Dataset records →
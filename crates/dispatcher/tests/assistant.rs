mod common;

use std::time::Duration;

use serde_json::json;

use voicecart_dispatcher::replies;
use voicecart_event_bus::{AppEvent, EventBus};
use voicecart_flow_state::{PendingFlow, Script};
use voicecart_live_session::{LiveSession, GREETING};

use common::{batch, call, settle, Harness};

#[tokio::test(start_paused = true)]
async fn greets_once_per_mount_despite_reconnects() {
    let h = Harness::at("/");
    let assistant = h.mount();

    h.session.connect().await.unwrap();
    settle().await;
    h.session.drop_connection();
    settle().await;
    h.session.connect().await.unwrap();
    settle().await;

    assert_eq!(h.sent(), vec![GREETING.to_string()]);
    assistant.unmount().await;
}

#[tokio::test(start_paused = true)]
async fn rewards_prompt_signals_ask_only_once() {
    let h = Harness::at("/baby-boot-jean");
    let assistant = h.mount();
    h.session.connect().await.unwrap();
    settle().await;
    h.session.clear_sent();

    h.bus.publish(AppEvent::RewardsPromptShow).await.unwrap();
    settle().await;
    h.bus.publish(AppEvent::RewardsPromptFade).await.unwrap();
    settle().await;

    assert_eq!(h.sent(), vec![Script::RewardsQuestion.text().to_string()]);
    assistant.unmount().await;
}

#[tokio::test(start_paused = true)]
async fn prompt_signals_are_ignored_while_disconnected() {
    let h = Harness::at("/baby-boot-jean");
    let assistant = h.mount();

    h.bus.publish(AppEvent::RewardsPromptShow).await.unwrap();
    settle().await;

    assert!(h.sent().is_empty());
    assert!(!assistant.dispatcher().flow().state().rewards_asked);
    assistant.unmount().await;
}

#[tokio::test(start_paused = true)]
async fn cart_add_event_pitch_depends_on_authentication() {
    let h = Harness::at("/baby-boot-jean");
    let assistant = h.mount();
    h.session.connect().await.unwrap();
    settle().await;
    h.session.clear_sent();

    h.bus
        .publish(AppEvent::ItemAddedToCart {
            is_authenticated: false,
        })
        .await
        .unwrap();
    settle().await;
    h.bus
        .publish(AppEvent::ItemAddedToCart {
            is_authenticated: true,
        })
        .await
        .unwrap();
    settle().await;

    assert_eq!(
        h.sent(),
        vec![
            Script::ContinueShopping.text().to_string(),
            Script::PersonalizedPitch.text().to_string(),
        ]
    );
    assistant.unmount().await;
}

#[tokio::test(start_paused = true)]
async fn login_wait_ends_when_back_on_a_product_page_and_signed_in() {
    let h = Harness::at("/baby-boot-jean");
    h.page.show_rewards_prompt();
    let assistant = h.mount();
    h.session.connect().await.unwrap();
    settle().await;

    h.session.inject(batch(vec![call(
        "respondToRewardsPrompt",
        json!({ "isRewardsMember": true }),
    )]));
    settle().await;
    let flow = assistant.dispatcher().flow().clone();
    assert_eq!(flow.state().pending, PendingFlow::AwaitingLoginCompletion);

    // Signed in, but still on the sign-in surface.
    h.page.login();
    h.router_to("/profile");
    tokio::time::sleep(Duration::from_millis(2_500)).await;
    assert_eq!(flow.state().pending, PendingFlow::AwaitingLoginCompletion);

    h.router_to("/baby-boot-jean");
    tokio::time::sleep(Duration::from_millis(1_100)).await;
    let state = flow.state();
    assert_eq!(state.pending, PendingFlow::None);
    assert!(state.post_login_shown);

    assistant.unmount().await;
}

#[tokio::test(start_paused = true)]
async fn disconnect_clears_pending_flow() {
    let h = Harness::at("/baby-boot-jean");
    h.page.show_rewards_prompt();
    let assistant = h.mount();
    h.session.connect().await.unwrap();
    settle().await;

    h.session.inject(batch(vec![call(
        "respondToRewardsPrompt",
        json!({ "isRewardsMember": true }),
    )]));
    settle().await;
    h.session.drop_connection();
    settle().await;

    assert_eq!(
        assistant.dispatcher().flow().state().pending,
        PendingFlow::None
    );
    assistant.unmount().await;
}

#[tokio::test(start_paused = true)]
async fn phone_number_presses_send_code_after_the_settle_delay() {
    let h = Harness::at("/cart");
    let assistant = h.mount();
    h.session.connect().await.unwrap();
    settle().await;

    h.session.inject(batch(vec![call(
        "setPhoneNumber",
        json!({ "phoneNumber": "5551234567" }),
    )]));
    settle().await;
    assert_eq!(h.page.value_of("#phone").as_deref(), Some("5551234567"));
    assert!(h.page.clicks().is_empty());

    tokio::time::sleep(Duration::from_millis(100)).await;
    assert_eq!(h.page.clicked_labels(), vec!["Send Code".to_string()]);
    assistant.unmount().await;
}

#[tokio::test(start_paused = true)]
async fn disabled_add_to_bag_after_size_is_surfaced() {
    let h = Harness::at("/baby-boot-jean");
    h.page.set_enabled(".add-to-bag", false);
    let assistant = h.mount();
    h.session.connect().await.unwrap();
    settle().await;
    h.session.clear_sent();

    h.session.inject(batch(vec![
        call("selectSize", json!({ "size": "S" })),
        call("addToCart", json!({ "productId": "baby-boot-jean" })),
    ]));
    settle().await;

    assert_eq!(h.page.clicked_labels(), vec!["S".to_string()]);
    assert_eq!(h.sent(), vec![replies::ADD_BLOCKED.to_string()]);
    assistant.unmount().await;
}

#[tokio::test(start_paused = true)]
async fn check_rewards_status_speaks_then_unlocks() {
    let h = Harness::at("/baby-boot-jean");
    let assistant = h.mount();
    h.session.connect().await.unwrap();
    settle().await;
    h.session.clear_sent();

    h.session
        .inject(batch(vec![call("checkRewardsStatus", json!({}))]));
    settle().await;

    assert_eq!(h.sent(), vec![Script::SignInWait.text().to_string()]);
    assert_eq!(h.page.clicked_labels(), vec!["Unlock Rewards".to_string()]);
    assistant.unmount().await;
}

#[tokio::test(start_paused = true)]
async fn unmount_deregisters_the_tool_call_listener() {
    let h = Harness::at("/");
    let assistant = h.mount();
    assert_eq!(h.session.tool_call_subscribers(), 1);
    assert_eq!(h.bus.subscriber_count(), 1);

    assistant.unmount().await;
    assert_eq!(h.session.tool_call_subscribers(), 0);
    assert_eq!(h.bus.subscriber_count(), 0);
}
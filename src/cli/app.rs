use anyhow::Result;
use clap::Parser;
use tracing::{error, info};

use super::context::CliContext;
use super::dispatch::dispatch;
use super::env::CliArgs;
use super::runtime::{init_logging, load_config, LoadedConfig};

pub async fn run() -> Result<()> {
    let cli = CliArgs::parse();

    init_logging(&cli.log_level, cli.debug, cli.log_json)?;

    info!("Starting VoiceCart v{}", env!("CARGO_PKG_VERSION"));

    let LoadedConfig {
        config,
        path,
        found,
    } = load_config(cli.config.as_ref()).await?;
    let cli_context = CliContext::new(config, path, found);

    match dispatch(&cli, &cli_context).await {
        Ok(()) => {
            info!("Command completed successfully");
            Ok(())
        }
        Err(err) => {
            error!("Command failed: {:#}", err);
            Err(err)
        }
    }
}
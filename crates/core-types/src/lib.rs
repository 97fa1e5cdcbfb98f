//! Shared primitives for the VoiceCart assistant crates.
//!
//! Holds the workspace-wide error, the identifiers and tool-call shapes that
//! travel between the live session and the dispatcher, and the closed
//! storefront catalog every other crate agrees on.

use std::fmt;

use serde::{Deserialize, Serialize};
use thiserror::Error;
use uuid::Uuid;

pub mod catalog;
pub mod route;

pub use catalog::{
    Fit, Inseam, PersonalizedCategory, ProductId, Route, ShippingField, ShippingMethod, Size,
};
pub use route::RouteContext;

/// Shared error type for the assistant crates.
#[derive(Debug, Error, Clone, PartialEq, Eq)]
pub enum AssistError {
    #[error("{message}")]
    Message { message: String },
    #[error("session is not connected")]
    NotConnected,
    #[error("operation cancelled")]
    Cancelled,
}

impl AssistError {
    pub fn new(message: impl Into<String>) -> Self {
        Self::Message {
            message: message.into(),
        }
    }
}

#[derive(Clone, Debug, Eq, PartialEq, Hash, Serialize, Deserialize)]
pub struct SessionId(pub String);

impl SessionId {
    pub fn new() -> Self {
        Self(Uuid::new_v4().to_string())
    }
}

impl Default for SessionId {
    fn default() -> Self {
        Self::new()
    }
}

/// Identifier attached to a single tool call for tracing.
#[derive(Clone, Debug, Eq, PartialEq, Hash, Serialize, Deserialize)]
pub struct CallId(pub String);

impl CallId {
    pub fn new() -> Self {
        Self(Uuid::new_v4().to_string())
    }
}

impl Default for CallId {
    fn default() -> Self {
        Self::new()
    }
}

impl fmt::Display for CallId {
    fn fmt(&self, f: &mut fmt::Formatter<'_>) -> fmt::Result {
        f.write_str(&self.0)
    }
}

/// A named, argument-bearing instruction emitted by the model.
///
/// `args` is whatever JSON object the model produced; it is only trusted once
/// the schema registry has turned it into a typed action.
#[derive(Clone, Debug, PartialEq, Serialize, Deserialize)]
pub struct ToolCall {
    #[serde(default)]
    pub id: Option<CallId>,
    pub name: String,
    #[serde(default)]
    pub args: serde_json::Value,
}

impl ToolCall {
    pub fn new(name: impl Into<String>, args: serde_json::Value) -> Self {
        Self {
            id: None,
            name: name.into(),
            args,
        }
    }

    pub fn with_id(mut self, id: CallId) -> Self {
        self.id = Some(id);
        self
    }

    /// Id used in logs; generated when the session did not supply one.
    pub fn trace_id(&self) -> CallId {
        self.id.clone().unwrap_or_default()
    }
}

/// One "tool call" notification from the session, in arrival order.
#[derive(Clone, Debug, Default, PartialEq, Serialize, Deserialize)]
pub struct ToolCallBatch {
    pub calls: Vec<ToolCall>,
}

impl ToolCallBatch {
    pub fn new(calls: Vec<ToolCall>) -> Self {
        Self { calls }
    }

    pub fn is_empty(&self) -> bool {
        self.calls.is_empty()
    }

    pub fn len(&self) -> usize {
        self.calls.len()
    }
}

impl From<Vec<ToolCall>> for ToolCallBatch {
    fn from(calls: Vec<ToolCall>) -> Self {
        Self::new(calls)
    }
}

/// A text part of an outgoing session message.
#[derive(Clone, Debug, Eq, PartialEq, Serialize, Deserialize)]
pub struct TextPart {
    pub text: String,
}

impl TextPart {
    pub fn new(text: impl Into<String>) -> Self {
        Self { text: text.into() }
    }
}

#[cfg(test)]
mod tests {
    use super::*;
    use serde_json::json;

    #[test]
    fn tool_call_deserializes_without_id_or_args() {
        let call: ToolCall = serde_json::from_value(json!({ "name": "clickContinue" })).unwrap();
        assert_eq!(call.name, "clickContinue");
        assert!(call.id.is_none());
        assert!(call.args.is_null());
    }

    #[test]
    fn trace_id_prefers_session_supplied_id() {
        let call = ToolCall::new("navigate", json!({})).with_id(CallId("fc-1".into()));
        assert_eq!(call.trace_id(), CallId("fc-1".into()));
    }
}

Aim of the exercise → Filter the records for lines holding the string "PartialEq". Copy each one.

Response to the task →
#[derive(Debug, Error, Clone, PartialEq, Eq)]
#[derive(Clone, Debug, Eq, PartialEq, Hash, Serialize, Deserialize)]
#[derive(Clone, Debug, Eq, PartialEq, Hash, Serialize, Deserialize)]
#[derive(Clone, Debug, PartialEq, Serialize, Deserialize)]
#[derive(Clone, Debug, Default, PartialEq, Serialize, Deserialize)]
#[derive(Clone, Debug, Eq, PartialEq, Serialize, Deserialize)]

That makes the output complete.